Un coup de cœur du Carnet

Nicolas MARCHAL, Les faux Simenon, Weyrich, coll. « Plumes du coq, 2019, 235 p., ISBN : 978-2-87489-558-6

Lorsque l’on apprécie particulièrement l’univers d’un auteur, on est impatient et curieux à l’idée de découvrir son dernier opus. En même temps, on repousse la lecture de peur de le dévorer trop vite ou de devoir attendre la sortie du prochain. Nicolas Marchal fait partie de ceux-là, écrivains qui vous surprennent toujours. Chaque livre vient peaufiner un univers personnel où les surprises narratives voisinent avec la jubilation dans l’écriture. Après Le grand cerf publié en 2016 chez le même éditeur, dans la collection « Plumes du coq », Les faux Simenon confirme le talent de l’auteur.

On retrouve avec beaucoup de plaisir les thèmes chers à Nicolas Marchal. La dilection qui est la sienne pour le livre et l’univers des bibliothèques, pour les figures de libraires, de collectionneurs et de bibliothécaires. Une passion « bibliothéconomique »  certes mais dont il joue avec malice, inventant par exemple une liste d’ouvrages improbables, quête initiatique pour Serge Floyon, étudiant en lettres vivant au milieu des livres. Pour le jeune homme, l’amour est un leurre, seuls comptent la connaissance et la recherche livresques. Jusqu’au jour où débarque à Liège la belle Pilar, étudiante d’origine portugaise passionnée par Simenon. Et puis, il y a aussi Jean-Luc, clochard céleste qui fume la pipe sur un banc au pied de la montagne de Bueren et qui ressemble étrangement à Simenon.

On n’a pas tous rencontré le Diable. Pour certains, c’est un billet de mille francs qui s’échappe d’un porte-monnaie de vieille dame et qui tombe à nos pieds alors que la vieille dame n’a rien vu. Pour d’autres, c’est une somptueuse voisine de table qui glisse sa main fine sur votre cuisse tandis qu’elle bavarde avec son époux. Pour d’autres encore, c’est ramasser un clou sur le trottoir, juste à côté de l’orgueilleuse voiture de sport qui s’est garée sur votre emplacement de parking. Combien peuvent dire qu’ils ont rendu le billet, giflé l’impudente, jeté le clou au loin en s’abstenant de rayer discrètement la carrosserie d’un petit trait rageur ?

Serge vient de rencontrer son Diable à lui : un livre inconnu écrit par un auteur oublié… 

Chez Nicolas Marchal, tout est affaire de faux-semblant, il n’est jamais là où on l’attend et c’est ce qui nous plaît.
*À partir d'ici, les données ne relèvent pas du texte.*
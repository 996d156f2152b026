//! Configuration for the feditil CLI
//!
//! Settings are read from `$XDG_CONFIG_HOME/feditil/config.toml` (or the file
//! given with `--config`) and then overridden by command-line flags.

use feditil::{ClientConfig, ResolverConfig};
use miette::{Context, IntoDiagnostic, Result, miette};
use serde::{Deserialize, Serialize};
use std::path::{Path, PathBuf};

#[derive(Debug, Default, PartialEq, Serialize, Deserialize)]
pub struct FeditilConfig {
    #[serde(default)]
    pub http: HttpConfig,
}

#[derive(Debug, PartialEq, Serialize, Deserialize)]
#[serde(default)]
pub struct HttpConfig {
    /// User-Agent sent with actor requests
    pub user_agent: String,
    /// Run WebFinger discovery over plain http
    pub insecure_http: bool,
    /// How many identifiers are resolved at the same time
    pub concurrency: usize,
}

impl Default for HttpConfig {
    fn default() -> Self {
        Self {
            user_agent: String::new(),
            insecure_http: false,
            concurrency: 4,
        }
    }
}

/// Values given on the command line; `None`/`false` leaves the file's setting alone
#[derive(Debug, Default)]
pub struct Overrides {
    pub user_agent: Option<String>,
    pub insecure_http: bool,
    pub concurrency: Option<usize>,
}

impl FeditilConfig {
    pub fn apply(mut self, overrides: Overrides) -> Self {
        if let Some(user_agent) = overrides.user_agent {
            self.http.user_agent = user_agent;
        }
        self.http.insecure_http |= overrides.insecure_http;
        if let Some(concurrency) = overrides.concurrency {
            self.http.concurrency = concurrency;
        }
        self
    }

    pub fn concurrency(&self) -> usize {
        self.http.concurrency.max(1)
    }

    pub fn resolver_config(&self) -> ResolverConfig {
        ResolverConfig {
            client: ClientConfig {
                user_agent: self.http.user_agent.clone(),
                ..ClientConfig::default()
            },
            insecure_http: self.http.insecure_http,
        }
    }
}

/// Returns the path to the default config file: `$XDG_CONFIG_HOME/feditil/config.toml`
fn default_config_path() -> Option<PathBuf> {
    dirs::config_dir().map(|dir| dir.join("feditil").join("config.toml"))
}

/// Load the configuration.
///
/// An explicitly given file must exist. The default file is optional and
/// defaults are used when it is missing.
pub fn load_config(explicit: Option<&Path>) -> Result<FeditilConfig> {
    let path = match explicit {
        Some(path) => {
            if !path.exists() {
                return Err(miette!(
                    help = "Pass an existing file to --config or unset FEDITIL_CONFIG",
                    "Config file {} does not exist",
                    path.display()
                ));
            }
            path.to_path_buf()
        }
        None => match default_config_path() {
            Some(path) if path.exists() => path,
            _ => return Ok(FeditilConfig::default()),
        },
    };

    let contents = std::fs::read_to_string(&path)
        .into_diagnostic()
        .wrap_err_with(|| format!("Failed to read config file at {}", path.display()))?;
    parse_config(&contents)
        .wrap_err_with(|| format!("Failed to parse config file at {}", path.display()))
}

fn parse_config(contents: &str) -> Result<FeditilConfig> {
    toml::from_str(contents).into_diagnostic()
}

#[cfg(test)]
mod tests {
    use super::*;

    #[test]
    fn test_empty_file_uses_defaults() {
        let config = parse_config("").unwrap();
        assert_eq!(config, FeditilConfig::default());
        assert_eq!(config.http.user_agent, "");
        assert_eq!(config.concurrency(), 4);
    }

    #[test]
    fn test_partial_http_table() {
        let config = parse_config("[http]\ninsecure_http = true\n").unwrap();
        assert!(config.http.insecure_http);
        assert_eq!(config.http.concurrency, 4);
    }

    #[test]
    fn test_invalid_file_is_an_error() {
        assert!(parse_config("[http]\nconcurrency = \"many\"\n").is_err());
    }

    #[test]
    fn test_flags_override_file() {
        let config = parse_config("[http]\nuser_agent = \"from-file\"\nconcurrency = 8\n")
            .unwrap()
            .apply(Overrides {
                user_agent: Some("from-flag".to_string()),
                insecure_http: true,
                concurrency: None,
            });

        assert_eq!(config.http.user_agent, "from-flag");
        assert!(config.http.insecure_http);
        assert_eq!(config.concurrency(), 8);

        let resolver = config.resolver_config();
        assert_eq!(resolver.client.user_agent, "from-flag");
        assert_eq!(resolver.client.accept, feditil::ACTIVITYPUB_CONTENT_TYPE);
        assert!(resolver.insecure_http);
    }

    #[test]
    fn test_zero_concurrency_still_makes_progress() {
        let config = FeditilConfig::default().apply(Overrides {
            concurrency: Some(0),
            ..Overrides::default()
        });
        assert_eq!(config.concurrency(), 1);
    }

    #[test]
    fn test_missing_explicit_file() {
        let missing = Path::new("/nonexistent/feditil/config.toml");
        assert!(load_config(Some(missing)).is_err());
    }
}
Une succession de chausse-trappes qui embarquent le lecteur dans des aventures rocambolesques. Un roman labyrinthique, une écriture pleine d’humour, de jeu et teintée de poésie. P. G. Wodehouse qui s’inviterait dans un livre de Jorge Luis Borges. L’écriture comme jeu de piste, très cinématographique aussi qui se déploie, se déplie lorsqu’il décrit par exemple un cataclysme ou une course-poursuite à travers les galeries souterraines de Liège.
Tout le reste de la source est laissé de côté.